Kenny Chane est parvenu à cofinancer son projet avec le soutien d’Initiative Polynésie et de la Banque Socredo pour les prêts, et de l’Insertion par la création ou la reprise d’activité (ICRA) pour les aides territoriales. Au-delà des financements, la motivation reste fondamentale. “Comme tout entrepreneur, ça demande du courage et de la discipline, tous les jours, avec très peu de vacances”, confie-t-il. Levé chaque matin à 4 heures, il veille actuellement jour et nuit sur un nouveau lot de poussins, fraîchement arrivés de Nouvelle-Zélande.
900 poules élevées en plein air
Pourquoi des poules pondeuses ? À cette question, Kenny Chane évoque des souvenirs d’enfance à proximité d’un poulailler. Aidé par ses parents, il a planté 250 arbres fruitiers pour offrir de l’ombre à ses poules, en faveur d’un mode d’élevage en symbiose avec la nature. “Dans mon projet, il n’y a pas de violence animale. Les mentalités changent : les consommateurs sont de plus en plus regardants sur la provenance des aliments et les conséquences sur la santé. Ici, c’est un havre de paix. J’ai construit cette structure dans une démarche de sérénité, afin que l’être humain intervienne le moins possible sur le comportement animal. Je laisse faire la nature”, explique-t-il.



Il n’y a effectivement aucune cage à l’horizon. Ses 900 poules vont et viennent librement entre le poulailler, où elles peuvent s’abriter et accéder au pondoir, et le parcours extérieur de 4.000 m2. Son élevage est certifié bio, mais Kenny Chane ne se contente pas de suivre les normes, qui sont de 4 m2 par poule en extérieur et de 6 poules par m2 en intérieur. “Je suis bien au-dessus en termes de place, car avec la pluie qui peut être abondante ici, c’est bien qu’elles aient un peu plus d’espace de vie. La réelle philosophie du bio, c’est le respect du bien-être animal. Je vérifie souvent la météo pour anticiper les températures. Je leur donne aussi des huiles essentielles, en préventif. Tous les jours, je m’adapte”, précise l’éleveur passionné. Ses poules pondent généralement 9 œufs sur une période de dix jours, soit un taux de ponte de l’ordre de 90 %.

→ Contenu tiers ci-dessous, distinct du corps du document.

// tokpeg. Token-stream PEG parsing
// Copyright (c) 2018 Dragoș Tiselice
//
// Licensed under the Apache License, Version 2.0
// <LICENSE-APACHE or http://www.apache.org/licenses/LICENSE-2.0> or the MIT
// license <LICENSE-MIT or http://opensource.org/licenses/MIT>, at your
// option. All files in the project carrying such notice may not be copied,
// modified, or distributed except according to those terms.

//! # tokpeg grammars
//!
//! Contains a series of default lexers and grammars, looked up by name with [`language`].

#![doc(html_root_url = "https://docs.rs/tokpeg_grammars")]
#![warn(missing_debug_implementations, rust_2018_idioms, unused_qualifications)]

use std::sync::Arc;

use tokpeg::{Lexer, Token, TokenType};
use tokpeg_meta::Grammar;

pub mod minic;
pub mod words;

/// Names of the languages available through [`language`].
pub const LANGUAGES: &[&str] = &["minic", "words"];

/// Grammar and lexer of a language known to this crate.
pub fn language(name: &str) -> Option<(Arc<Grammar>, Arc<dyn Lexer>)> {
    match name {
        "minic" => Some((minic::grammar(), Arc::new(minic::MiniCLexer))),
        "words" => Some((words::grammar(), Arc::new(words::WordLexer))),
        _ => None,
    }
}

// Line and column of byte offsets, computed incrementally as a lexer moves forward.
pub(crate) struct Positions<'s> {
    source: &'s str,
    scanned: usize,
    line: usize,
    line_start: usize,
}

impl<'s> Positions<'s> {
    pub(crate) fn new(source: &'s str) -> Self {
        Positions {
            source,
            scanned: 0,
            line: 1,
            line_start: 0,
        }
    }

    /// Offsets must not decrease between calls.
    pub(crate) fn at(&mut self, offset: usize) -> (usize, usize) {
        for (i, c) in self.source[self.scanned..offset].char_indices() {
            if c == '\n' {
                self.line += 1;
                self.line_start = self.scanned + i + 1;
            }
        }
        self.scanned = offset;

        (self.line, self.source[self.line_start..offset].chars().count())
    }
}

pub(crate) fn token(
    ty: TokenType,
    value: &str,
    (line, column): (usize, usize),
    uri: &Option<Arc<str>>,
) -> Token {
    let token = Token::new(ty, value).with_position(line, column);

    match uri {
        Some(uri) => token.with_uri(Arc::clone(uri)),
        None => token,
    }
}
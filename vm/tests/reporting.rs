// tokpeg. Token-stream PEG parsing
// Copyright (c) 2018 Dragoș Tiselice
//
// Licensed under the Apache License, Version 2.0
// <LICENSE-APACHE or http://www.apache.org/licenses/LICENSE-2.0> or the MIT
// license <LICENSE-MIT or http://opensource.org/licenses/MIT>, at your
// option. All files in the project carrying such notice may not be copied,
// modified, or distributed except according to those terms.

use pretty_assertions::assert_eq;

use tokpeg::generic::{EOF, IDENTIFIER};
use tokpeg::Token;
use tokpeg_grammars::words::WordLexer;
use tokpeg_meta::{and, o2n, or, Grammar, GrammarBuilder};
use tokpeg_vm::{Parser, ParserConfig};

fn statements() -> Grammar {
    let mut g = GrammarBuilder::new();
    let root = g.rule("root");
    let statement = g.rule("statement");
    let value = g.rule("value");
    g.define(root).is(and!(o2n!(statement), EOF)).unwrap();
    g.define(statement)
        .is(and!("let", IDENTIFIER, "be", value))
        .unwrap();
    g.define(value).is(or!("zero", "one")).unwrap();
    g.set_root(root);

    g.build().unwrap()
}

fn parser() -> Parser {
    Parser::builder(statements())
        .with_lexer(WordLexer)
        .build()
}

#[test]
fn report_with_source_code() {
    let error = parser().parse_str("let a be zero\nlet b zero").unwrap_err();

    assert_eq!(
        error.to_string(),
        "------\n\
         \x20   1 let a be zero\n\
         -->   let b zeroEOF\n\
         ------\n\
         Expected : <be> but was : <zero [IDENTIFIER]> (Line 2 / Column 6)\n"
    );
}

#[test]
fn report_without_source_code() {
    let parser = Parser::builder(statements())
        .with_lexer(WordLexer)
        .with_config(ParserConfig::default().with_source_code(false))
        .build();

    let error = parser.parse_str("let a be two").unwrap_err();
    let report = error.report().unwrap();

    assert_eq!(
        report.message(),
        "Expected : <one> but was : <two [IDENTIFIER]> (Line 1 / Column 9)\n"
    );
    assert_eq!(report.index(), 3);
    assert_eq!((report.line(), report.column()), (1, 9));
    assert_eq!(report.actual().map(Token::value), Some("two"));
}

#[test]
fn source_window() {
    let parser = Parser::builder(statements())
        .with_lexer(WordLexer)
        .with_source_window(1)
        .build();

    let error = parser
        .parse_str("let a be zero\nlet b be one\nlet c be two\nlet d be one")
        .unwrap_err();

    assert_eq!(
        error.to_string(),
        "------\n\
         -->         be two\n\
         \x20   4 let\n\
         ------\n\
         Expected : <one> but was : <two [IDENTIFIER]> (Line 3 / Column 9)\n"
    );
}

#[test]
fn exhausted_tokens() {
    let parser = Parser::builder(statements())
        .with_config(ParserConfig::default().with_source_code(false))
        .build();
    let tokens = vec![
        Token::new(IDENTIFIER, "let").with_uri("lib.txt".into()),
        Token::new(IDENTIFIER, "a")
            .with_position(1, 4)
            .with_uri("lib.txt".into()),
    ];

    let error = parser.parse(tokens).unwrap_err();
    let report = error.report().unwrap();

    assert_eq!(
        report.message(),
        "Expected : <be> but was : <EOF> ('lib.txt')\n"
    );
    assert!(report.actual().is_none());
    assert_eq!(report.uri(), Some("lib.txt"));
    assert_eq!((report.line(), report.column()), (1, 4));
}

#[test]
fn included_tokens() {
    let parser = Parser::builder(statements())
        .with_config(ParserConfig::default().with_source_code(false))
        .build();
    let tokens = vec![
        Token::new(IDENTIFIER, "let")
            .with_position(3, 0)
            .with_uri("copy.txt".into())
            .with_included_from("main.txt".into(), 12),
        Token::new(EOF, "EOF").with_position(3, 3),
    ];

    let error = parser.parse(tokens).unwrap_err();

    assert_eq!(
        error.report().unwrap().message(),
        "Expected : <IDENTIFIER type> but was : <EOF [EOF]> (Line 3 / Column 3)\n"
    );

    let tokens = vec![
        Token::new(IDENTIFIER, "when")
            .with_position(3, 0)
            .with_uri("copy.txt".into())
            .with_included_from("main.txt".into(), 12),
        Token::new(EOF, "EOF").with_position(3, 4),
    ];

    let error = parser.parse(tokens).unwrap_err();

    assert_eq!(
        error.report().unwrap().message(),
        "Expected : <EOF type> but was : <when [IDENTIFIER]> (copy book 'copy.txt': Line 3 / \
         Column 0 called from file 'main.txt': Line 12)\n"
    );
}

#[test]
fn extended_stack_trace() {
    let parser = Parser::builder(statements())
        .with_lexer(WordLexer)
        .with_config(ParserConfig::default().with_source_code(false))
        .with_extended_stack_trace(true)
        .build();

    let error = parser.parse_str("let a be zero\nlet b be").unwrap_err();
    let report = error.report().unwrap();
    let trace = report.rule_trace().unwrap();

    assert_eq!(trace.rules().collect::<Vec<_>>(), vec!["root", "statement", "value"]);
    assert_eq!(
        report.message(),
        "Expected : <one> but was : <EOF [EOF]> (Line 2 / Column 8)\n\
         \x20 at value (Line 2 / Column 8)\n\
         \x20 at statement (Line 2 / Column 0)\n\
         \x20 at root (Line 1 / Column 0)\n"
    );
}

#[test]
fn extended_stack_trace_survives_memoization() {
    let mut g = GrammarBuilder::new();
    let root = g.rule("root");
    let first = g.rule("first");
    let second = g.rule("second");
    let word = g.rule("word");
    g.define(root).is(or!(first, second)).unwrap();
    g.define(first).is(and!(word, "x")).unwrap();
    g.define(second).is(and!(word, "y", EOF)).unwrap();
    g.define(word).is(and!(IDENTIFIER, IDENTIFIER)).unwrap();
    g.set_root(root);

    let parser = Parser::builder(g.build().unwrap())
        .with_lexer(WordLexer)
        .with_extended_stack_trace(true)
        .build();

    let error = parser.parse_str("a").unwrap_err();
    let trace = error.report().unwrap().rule_trace().unwrap();

    assert_eq!(trace.rules().collect::<Vec<_>>(), vec!["root", "second", "word"]);
}

#[test]
fn retry_with_extended_stack_trace() {
    let parser = parser();

    let error = parser.parse_str("let a be zero let").unwrap_err();
    assert!(error.is_to_retry_with_extended_stack_trace());
    assert!(error.report().unwrap().rule_trace().is_none());

    let parser = Parser::builder_from(&parser)
        .with_extended_stack_trace(true)
        .build();
    let error = parser.parse_str("let a be zero let").unwrap_err();
    let trace = error.report().unwrap().rule_trace().unwrap();

    assert_eq!(trace.len(), 2);
    assert_eq!(trace.entries()[1].rule, "statement");
    assert_eq!(trace.entries()[1].index, 4);
}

Des œufs plus chers à produire
Poste important pour tout éleveur, de surcroît en agriculture biologique : l’aliment. “Il doit être labellisé bio. Ça coûte très cher et ça se répercute forcément sur le tarif de vente des œufs”, explique Kenny Chane. Le prix de ses plateaux de douze œufs bio de taille moyenne est donc 62 % plus élevé que celui d’œufs conventionnels, d’autant que tout est fait à la main, du nourrissage des poules à la collecte des œufs, jusqu’au tri et au conditionnement. Mais la différence est aussi visuelle et gustative. “Contrairement à ce que les gens pensent, ce n’est pas au jaune d’œuf qu’on reconnait un œuf bio, car la couleur peut changer avec plus de maïs, mais plutôt à la consistance du blanc : il est bien ferme quand l’œuf est bio. La coquille est aussi plus solide, donc plus résistante aux attaques bactériennes. Au goût, ça n’a rien à voir ! Les anciens me disent souvent que ça leur rappelle les œufs qu’ils ramassaient dans leur jardin”, souligne l’éleveur.

Un autre aspect de l’élevage lui tient beaucoup à cœur. “Ma vision, c’est zéro abattage. Une partie des poules va être vendue à des particuliers, car il faut bien renouveler le cheptel, mais j’aimerais les garder le plus longtemps possible à la ferme : j’ai prévu de faire un poulailler de retraite pour observer l’évolution du taux de ponte tout au long de leur vie”, confie Kenny Chane, en quête de solutions durables et vertueuses.
Les œufs bio du plateau de Taravao sont disponibles à la vente dans plusieurs supermarchés et hypermarchés de Tahiti. Bientôt aidé par une employée, le jeune éleveur nourrit plusieurs projets de développement dans les années à venir, comme la création d’un éco-lodge pour partager son mode de vie à la ferme.